**WORKING DATA:**
Content starts

//! Frame decoding for multiplexed log/attach streams.

use bytes::{Bytes, BytesMut};
use tokio::io::{AsyncRead, AsyncReadExt};

/// Number of bytes in the fixed frame header (`tag` + reserved + `length`).
pub const FRAME_HEADER_SIZE: usize = 8;

/// Stream a frame's payload belongs to.
#[derive(Debug, Clone, Copy, PartialEq, Eq)]
pub enum StreamKind {
    /// Container stdout (tag byte `1`).
    Stdout,
    /// Container stderr (tag byte `2`).
    Stderr,
    /// Any other tag byte. Recognized but not routed anywhere.
    Unrecognized(u8),
}

impl StreamKind {
    /// Converts a wire tag byte into a typed stream kind.
    #[must_use]
    pub const fn from_u8(tag: u8) -> Self {
        match tag {
            1 => Self::Stdout,
            2 => Self::Stderr,
            other => Self::Unrecognized(other),
        }
    }
}

/// Reads the payload length from a frame header.
///
/// Bytes 1-3 are reserved and ignored, not validated.
fn payload_len(header: &[u8]) -> usize {
    u32::from_be_bytes([header[4], header[5], header[6], header[7]]) as usize
}

/// Demultiplexes a complete in-memory buffer into (stdout, stderr).
///
/// Payloads are concatenated per stream in wire order. Decoding stops at a
/// trailing remnant shorter than a header or at a frame whose declared
/// payload exceeds the remaining bytes; both are dropped silently rather
/// than reported, since a truncated tail is usually an unflushed producer,
/// not corruption. Frames with an unrecognized tag are consumed but
/// contribute to neither output.
#[must_use]
pub fn demux(buf: &[u8]) -> (Bytes, Bytes) {
    let mut stdout = BytesMut::new();
    let mut stderr = BytesMut::new();

    let mut rest = buf;
    while rest.len() >= FRAME_HEADER_SIZE {
        let (header, body) = rest.split_at(FRAME_HEADER_SIZE);
        let len = payload_len(header);
        if body.len() < len {
            // Incomplete final frame; stop without consuming it.
            break;
        }

        let (payload, remaining) = body.split_at(len);
        match StreamKind::from_u8(header[0]) {
            StreamKind::Stdout => stdout.extend_from_slice(payload),
            StreamKind::Stderr => stderr.extend_from_slice(payload),
            StreamKind::Unrecognized(_) => {}
        }
        rest = remaining;
    }

    (stdout.freeze(), stderr.freeze())
}

/// Lazy frame reader over a live byte source.
///
/// Produces each frame's payload as it arrives so callers can follow logs
/// incrementally instead of buffering the whole response. The sequence is
/// finite and non-restartable: any short read (end of stream, unflushed
/// producer) ends it without yielding a partial payload.
///
/// Unlike [`demux`], this mode does not separate stdout from stderr; use
/// [`Frames::next_tagged`] when the caller wants to route output.
pub struct Frames<R> {
    source: R,
    done: bool,
}

impl<R: AsyncRead + Unpin> Frames<R> {
    /// Wraps a byte source in a frame reader.
    pub fn new(source: R) -> Self {
        Self {
            source,
            done: false,
        }
    }

    /// Returns the next payload, or `None` at end of stream.
    ///
    /// Zero-length frames are skipped without being yielded.
    pub async fn next(&mut self) -> Option<Bytes> {
        self.next_tagged().await.map(|(_, payload)| payload)
    }

    /// Returns the next payload together with its stream kind.
    pub async fn next_tagged(&mut self) -> Option<(StreamKind, Bytes)> {
        loop {
            if self.done {
                return None;
            }

            let mut header = [0u8; FRAME_HEADER_SIZE];
            if self.source.read_exact(&mut header).await.is_err() {
                self.done = true;
                return None;
            }

            let len = payload_len(&header);
            if len == 0 {
                continue;
            }

            let mut payload = vec![0u8; len];
            if self.source.read_exact(&mut payload).await.is_err() {
                self.done = true;
                return None;
            }

            return Some((StreamKind::from_u8(header[0]), Bytes::from(payload)));
        }
    }
}

#[cfg(test)]
mod tests {
    use super::{demux, Frames, StreamKind};

    /// Encodes one frame in the daemon's wire format.
    fn frame(tag: u8, payload: &[u8]) -> Vec<u8> {
        let mut out = vec![tag, 0, 0, 0];
        out.extend_from_slice(&(payload.len() as u32).to_be_bytes());
        out.extend_from_slice(payload);
        out
    }

    fn concat(frames: &[Vec<u8>]) -> Vec<u8> {
        frames.iter().flatten().copied().collect()
    }

    #[test]
    fn stream_kind_from_tag() {
        assert_eq!(StreamKind::from_u8(1), StreamKind::Stdout);
        assert_eq!(StreamKind::from_u8(2), StreamKind::Stderr);
        assert_eq!(StreamKind::from_u8(0), StreamKind::Unrecognized(0));
        assert_eq!(StreamKind::from_u8(9), StreamKind::Unrecognized(9));
    }

    #[test]
    fn demux_partitions_streams_in_order() {
        let buf = concat(&[frame(1, b"ab"), frame(2, b"cd"), frame(1, b"ef")]);
        let (stdout, stderr) = demux(&buf);
        assert_eq!(&stdout[..], b"abef");
        assert_eq!(&stderr[..], b"cd");
    }

    #[test]
    fn demux_empty_input() {
        let (stdout, stderr) = demux(&[]);
        assert!(stdout.is_empty());
        assert!(stderr.is_empty());
    }

    #[test]
    fn demux_drops_truncated_trailing_frame() {
        let mut buf = frame(1, b"complete");
        // Header declaring 100 payload bytes, but only 3 present.
        buf.extend_from_slice(&[2, 0, 0, 0, 0, 0, 0, 100]);
        buf.extend_from_slice(b"xyz");

        let (stdout, stderr) = demux(&buf);
        assert_eq!(&stdout[..], b"complete");
        assert!(stderr.is_empty());
    }

    #[test]
    fn demux_drops_trailing_garbage_shorter_than_header() {
        let mut buf = frame(2, b"err");
        buf.extend_from_slice(&[1, 2, 3]);

        let (stdout, stderr) = demux(&buf);
        assert!(stdout.is_empty());
        assert_eq!(&stderr[..], b"err");
    }

    #[test]
    fn demux_ignores_unrecognized_tag_and_continues() {
        let buf = concat(&[frame(1, b"keep"), frame(9, b"skip"), frame(2, b"also")]);
        let (stdout, stderr) = demux(&buf);
        assert_eq!(&stdout[..], b"keep");
        assert_eq!(&stderr[..], b"also");
    }

    #[tokio::test]
    async fn frames_yields_payloads_lazily() {
        let buf = concat(&[frame(1, b"one"), frame(2, b"two")]);
        let mut frames = Frames::new(&buf[..]);

        assert_eq!(frames.next().await.as_deref(), Some(&b"one"[..]));
        assert_eq!(frames.next().await.as_deref(), Some(&b"two"[..]));
        assert!(frames.next().await.is_none());
        // Non-restartable once terminated.
        assert!(frames.next().await.is_none());
    }

    #[tokio::test]
    async fn frames_skips_zero_length_frames() {
        let buf = concat(&[frame(1, b""), frame(2, b"data")]);
        let mut frames = Frames::new(&buf[..]);

        assert_eq!(frames.next().await.as_deref(), Some(&b"data"[..]));
        assert!(frames.next().await.is_none());
    }

    #[tokio::test]
    async fn frames_terminates_on_short_header_read() {
        let mut buf = frame(1, b"whole");
        buf.extend_from_slice(&[2, 0, 0]);

        let mut frames = Frames::new(&buf[..]);
        assert_eq!(frames.next().await.as_deref(), Some(&b"whole"[..]));
        assert!(frames.next().await.is_none());
    }

    #[tokio::test]
    async fn frames_terminates_on_short_payload_read() {
        let mut buf = vec![1, 0, 0, 0, 0, 0, 0, 50];
        buf.extend_from_slice(b"only-part");

        let mut frames = Frames::new(&buf[..]);
        assert!(frames.next().await.is_none());
    }

    #[tokio::test]
    async fn frames_tagged_reports_stream_kind() {
        let buf = concat(&[frame(1, b"out"), frame(2, b"err"), frame(7, b"???")]);
        let mut frames = Frames::new(&buf[..]);

        assert_eq!(
            frames.next_tagged().await,
            Some((StreamKind::Stdout, b"out"[..].into()))
        );
        assert_eq!(
            frames.next_tagged().await,
            Some((StreamKind::Stderr, b"err"[..].into()))
        );
        // Streaming mode yields unrecognized frames too; routing is the
        // caller's decision.
        assert_eq!(
            frames.next_tagged().await,
            Some((StreamKind::Unrecognized(7), b"???"[..].into()))
        );
        assert!(frames.next_tagged().await.is_none());
    }
}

Content ends

**THE PROBLEM:** Reproduce the lines above, beginning at the line with "let mut stdout = BytesMut::new();" and stopping after the line with "end of stream.", exactly as they are.

**TASK SOLUTION:**
    let mut stdout = BytesMut::new();
    let mut stderr = BytesMut::new();

    let mut rest = buf;
    while rest.len() >= FRAME_HEADER_SIZE {
        let (header, body) = rest.split_at(FRAME_HEADER_SIZE);
        let len = payload_len(header);
        if body.len() < len {
            // Incomplete final frame; stop without consuming it.
            break;
        }

        let (payload, remaining) = body.split_at(len);
        match StreamKind::from_u8(header[0]) {
            StreamKind::Stdout => stdout.extend_from_slice(payload),
            StreamKind::Stderr => stderr.extend_from_slice(payload),
            StreamKind::Unrecognized(_) => {}
        }
        rest = remaining;
    }

    (stdout.freeze(), stderr.freeze())
}

/// Lazy frame reader over a live byte source.
///
/// Produces each frame's payload as it arrives so callers can follow logs
/// incrementally instead of buffering the whole response. The sequence is
/// finite and non-restartable: any short read (end of stream, unflushed
/// producer) ends it without yielding a partial payload.
///
/// Unlike [`demux`], this mode does not separate stdout from stderr; use
/// [`Frames::next_tagged`] when the caller wants to route output.
pub struct Frames<R> {
    source: R,
    done: bool,
}

impl<R: AsyncRead + Unpin> Frames<R> {
    /// Wraps a byte source in a frame reader.
    pub fn new(source: R) -> Self {
        Self {
            source,
            done: false,
        }
    }

    /// Returns the next payload, or `None` at end of stream.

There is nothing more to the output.